The most common causes of late-onset epilepsy (LOE) are structural: cerebrovascular or infectious diseases, brain tumors, trauma, and metabolic or toxic conditions [4]. Furthermore, in the last few years, several studies showed a link between epilepsy with onset in adulthood and neurodegenerative diseases, particularly Alzheimer’s disease (AD) [5], [6]. In fact, the prevalence of epilepsy is increased in the years preceding the cognitive decline [7], [8] and some elderly patients with new-onset epilepsy demonstrated clinical and biological markers of AD [9], [10], with conversion to dementia at follow-up [11]. Recent data also show that in more than half of patients with LOE, it is possible to detect mild cognitive impairment (MCI) at the neuropsychological assessment [10].

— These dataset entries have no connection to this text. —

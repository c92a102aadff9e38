pub mod aggregate;
pub mod identity;

use crate::types::model::{Bonus, BonusSession, CriticalContentRule, RawEdit, ScoredEdit};

/// Resolves the multiplier for every raw edit. Pure: one output per input,
/// input order preserved, no hidden state.
///
/// An edit on a critical page on the blitz day scores 3x; an edit inside a
/// matching Focused Flow window scores 2x. Both bonuses are checked
/// independently and the higher multiplier is never downgraded. Anything
/// else, including a zero-delta edit, stays at 1x.
pub fn reconcile(
    edits: &[RawEdit],
    sessions: &[BonusSession],
    rule: &CriticalContentRule,
) -> Vec<ScoredEdit> {
    edits
        .iter()
        .map(|edit| {
            let mut multiplier = 1;
            let mut bonus = None;

            if rule.page_ids.contains(&edit.page_id)
                && edit.occurred_at.date_naive() == rule.blitz_date
            {
                multiplier = 3;
                bonus = Some(Bonus::CriticalContentBlitz);
            }

            let in_window = sessions.iter().any(|session| {
                session.start <= edit.occurred_at
                    && edit.occurred_at <= session.end
                    && identity::handle_matches_author(&session.handle, &edit.author)
            });
            if in_window && multiplier < 2 {
                multiplier = 2;
                bonus = Some(Bonus::FocusedFlow);
            }

            ScoredEdit {
                edit: edit.clone(),
                multiplier,
                bonus,
            }
        })
        .collect()
}
use thiserror::Error;

#[derive(Error, Debug)]
pub enum BoardError {
    #[error("config file not found: {0}")]
    ConfigNotFound(String),

    #[error("config parse error: {0}")]
    ConfigParse(String),

    #[error("no edit feed configured: pass --edits or --sample, or set feeds.edits in competition.toml")]
    NoEditFeed,

    #[error("edit feed {0}: {1}")]
    EditFeed(String, String),

    #[error("unknown contest: {0}")]
    UnknownContest(String),

    #[error("io error: {0}")]
    Io(#[from] std::io::Error),

    #[error("csv error: {0}")]
    Csv(#[from] csv::Error),

    #[error("toml parse error: {0}")]
    Toml(#[from] toml::de::Error),

    #[error("json error: {0}")]
    Json(#[from] serde_json::Error),
}

pub type Result<T> = std::result::Result<T, BoardError>;
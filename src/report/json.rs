use crate::report::BoardReport;

pub fn to_json(report: &BoardReport) -> Result<String, serde_json::Error> {
    serde_json::to_string_pretty(report)
}

#[cfg(test)]
mod tests {
    use super::*;
    use crate::types::model::{Contest, LeaderboardRow};

    #[test]
    fn json_report_carries_rows_and_contest_name() {
        let contest = Contest {
            name: "Week 1".to_string(),
            start: "2025-11-19T16:00:00Z".parse().expect("valid instant"),
            end: "2025-11-26T15:59:59.999Z".parse().expect("valid instant"),
            prize: "Three $100 Prizes for Top Editors!".to_string(),
        };
        let rows = vec![LeaderboardRow {
            user_key: "alovelace".to_string(),
            display_name: "Ada Lovelace".to_string(),
            avatar_url: String::new(),
            total_points: 150,
        }];

        let rendered =
            to_json(&BoardReport::new(&contest, rows, 1)).expect("json should serialize");
        assert!(rendered.contains("\"contest\": \"Week 1\""));
        assert!(rendered.contains("\"total_points\": 150"));
        assert!(rendered.contains("\"total_participants\": 1"));
    }
}
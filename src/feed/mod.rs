pub mod edits;
pub mod sample;
pub mod sessions;

use crate::calendar::Schedule;
use crate::error::Result;
use crate::types::model::{BonusSession, RawEdit};

/// Produces normalized edits for the competition window. Implementations
/// exclude page-creation versions, which carry nothing to diff against.
pub trait EditSource {
    fn collect(&self, schedule: &Schedule) -> Result<Vec<RawEdit>>;
}

/// Produces the deduplicated Focused Flow windows.
pub trait SessionSource {
    fn collect(&self, schedule: &Schedule) -> Result<SessionBatch>;
}

/// Parsed sessions plus the number of sheet rows that had to be skipped.
#[derive(Debug, Default)]
pub struct SessionBatch {
    pub sessions: Vec<BonusSession>,
    pub skipped_rows: usize,
}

Despite advances in the etiology of epilepsy in aged people, in many patients the cause of seizures remain unclear. These cases are referred to as NonLesional Late-Onset Epilepsy (NLLOE) [12] or Late-Onset Epilepsy of Unknown origin (LOEU) [9]. By now, only little is known about this condition, in particular regarding the clinical and neuropsychological features, and the underlying brain structural and functional abnormalities [13].

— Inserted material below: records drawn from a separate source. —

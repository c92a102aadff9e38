use crate::report::BoardReport;

pub fn to_markdown(report: &BoardReport) -> String {
    let mut output = String::new();
    output.push_str(&format!("# Leaderboard: {}\n\n", report.contest));
    output.push_str(&format!(
        "{} to {}\n\n",
        report.start.format("%Y-%m-%d %H:%M UTC"),
        report.end.format("%Y-%m-%d %H:%M UTC")
    ));
    if !report.prize.is_empty() {
        output.push_str(&format!("Prize: {}\n\n", report.prize));
    }

    output.push_str("## Standings\n\n");
    if report.rows.is_empty() {
        output.push_str("- no qualifying edits yet\n");
    } else {
        for (rank, row) in report.rows.iter().enumerate() {
            output.push_str(&format!(
                "{}. {}: {} pts\n",
                rank + 1,
                row.display_name,
                row.total_points
            ));
        }
        if report.rows.len() < report.total_participants {
            output.push_str(&format!(
                "\n({} of {} participants shown)\n",
                report.rows.len(),
                report.total_participants
            ));
        }
    }

    output
}

#[cfg(test)]
mod tests {
    use super::*;
    use crate::types::model::{Contest, LeaderboardRow};

    fn report(rows: Vec<LeaderboardRow>, total: usize) -> BoardReport {
        let contest = Contest {
            name: "Overall".to_string(),
            start: "2025-11-19T16:00:00Z".parse().expect("valid instant"),
            end: "2025-12-05T01:00:00Z".parse().expect("valid instant"),
            prize: "$250 Grand Prize Drawing".to_string(),
        };
        BoardReport::new(&contest, rows, total)
    }

    #[test]
    fn markdown_report_lists_ranked_rows() {
        let rows = vec![
            LeaderboardRow {
                user_key: "u1".to_string(),
                display_name: "Ada Lovelace".to_string(),
                avatar_url: String::new(),
                total_points: 180,
            },
            LeaderboardRow {
                user_key: "u2".to_string(),
                display_name: "Grace Hopper".to_string(),
                avatar_url: String::new(),
                total_points: 40,
            },
        ];

        let rendered = to_markdown(&report(rows, 12));
        assert!(rendered.contains("# Leaderboard: Overall"));
        assert!(rendered.contains("1. Ada Lovelace: 180 pts"));
        assert!(rendered.contains("2. Grace Hopper: 40 pts"));
        assert!(rendered.contains("(2 of 12 participants shown)"));
    }

    #[test]
    fn markdown_report_handles_empty_board() {
        let rendered = to_markdown(&report(vec![], 0));
        assert!(rendered.contains("no qualifying edits yet"));
    }
}
use crate::types::model::EditAuthor;

/// Decides whether a bonus-sheet handle refers to the author of an edit.
///
/// The sheet and the edit history do not share a join key, so this walks a
/// best-effort fallback chain, first hit wins:
///
/// 1. the handle is the author's stable user key;
/// 2. the author's email local-part equals or starts with the handle;
/// 3. the display name contains the handle, case-insensitively;
/// 4. first initial + last name derived from the display name equals the
///    handle;
/// 5. the display name with spaces removed equals the handle.
///
/// A miss is silent and simply leaves the edit without the bonus. False
/// positives on common surnames are possible; see DESIGN.md.
pub fn handle_matches_author(handle: &str, author: &EditAuthor) -> bool {
    let handle = handle.trim();
    if handle.is_empty() {
        return false;
    }

    if author.user_key == handle {
        return true;
    }

    let handle_lower = handle.to_lowercase();

    if let Some(email) = author.email.as_deref() {
        let local_part = email.split('@').next().unwrap_or("").to_lowercase();
        if !local_part.is_empty()
            && (local_part == handle_lower || local_part.starts_with(&handle_lower))
        {
            return true;
        }
    }

    let name_lower = author.display_name.to_lowercase();
    if name_lower.contains(&handle_lower) {
        return true;
    }

    let parts: Vec<&str> = author.display_name.split_whitespace().collect();
    if parts.len() >= 2 {
        if let Some(initial) = parts[0].chars().next() {
            let derived = format!("{}{}", initial, parts[parts.len() - 1]).to_lowercase();
            if derived == handle_lower {
                return true;
            }
        }
    }

    let squashed: String = parts.concat().to_lowercase();
    squashed == handle_lower
}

¹⁸F-labeled fluoro-2-deoxyglucose positron emission tomography (FDG-PET) of the brain has a key role in the diagnostic process of epilepsy. Especially for temporal lobe epilepsy (TLE), but also for nonlesional extratemporal and MRI-negative temporal lobe epilepsies, brain FDG-PET can in fact help localizing the epileptogenic lesion, discriminating between discordant neurophysiologic and imaging findings, and predicting the prognosis for post-surgical procedures [14], [15], [16]. Moreover, the assessment of brain glucose metabolism helps clinicians for the better definition of the epileptogenic ictal onset and functional deficit in refractory focal epilepsy [17].

The neuropsychological assessment of patients with epilepsy is routinely performed, especially for those with surgical indication [18]. The evaluation of the neuropsychological aspects of patients provides important data about the localization of the epileptic focus, adverse drugs effects, and postoperative monitoring. Moreover, the main domains affected, such as memory, attention, executive functions, language, visuospatial skills, logical reasoning, depression, anxiety and quality of life are important elements to evaluate during the diagnostic process [19].

In the present study, we describe a cohort of patients with LOEU who underwent an in-depth clinical and metabolic neuroimaging (FDG-PET) characterization, and an extensive neuropsychological assessment.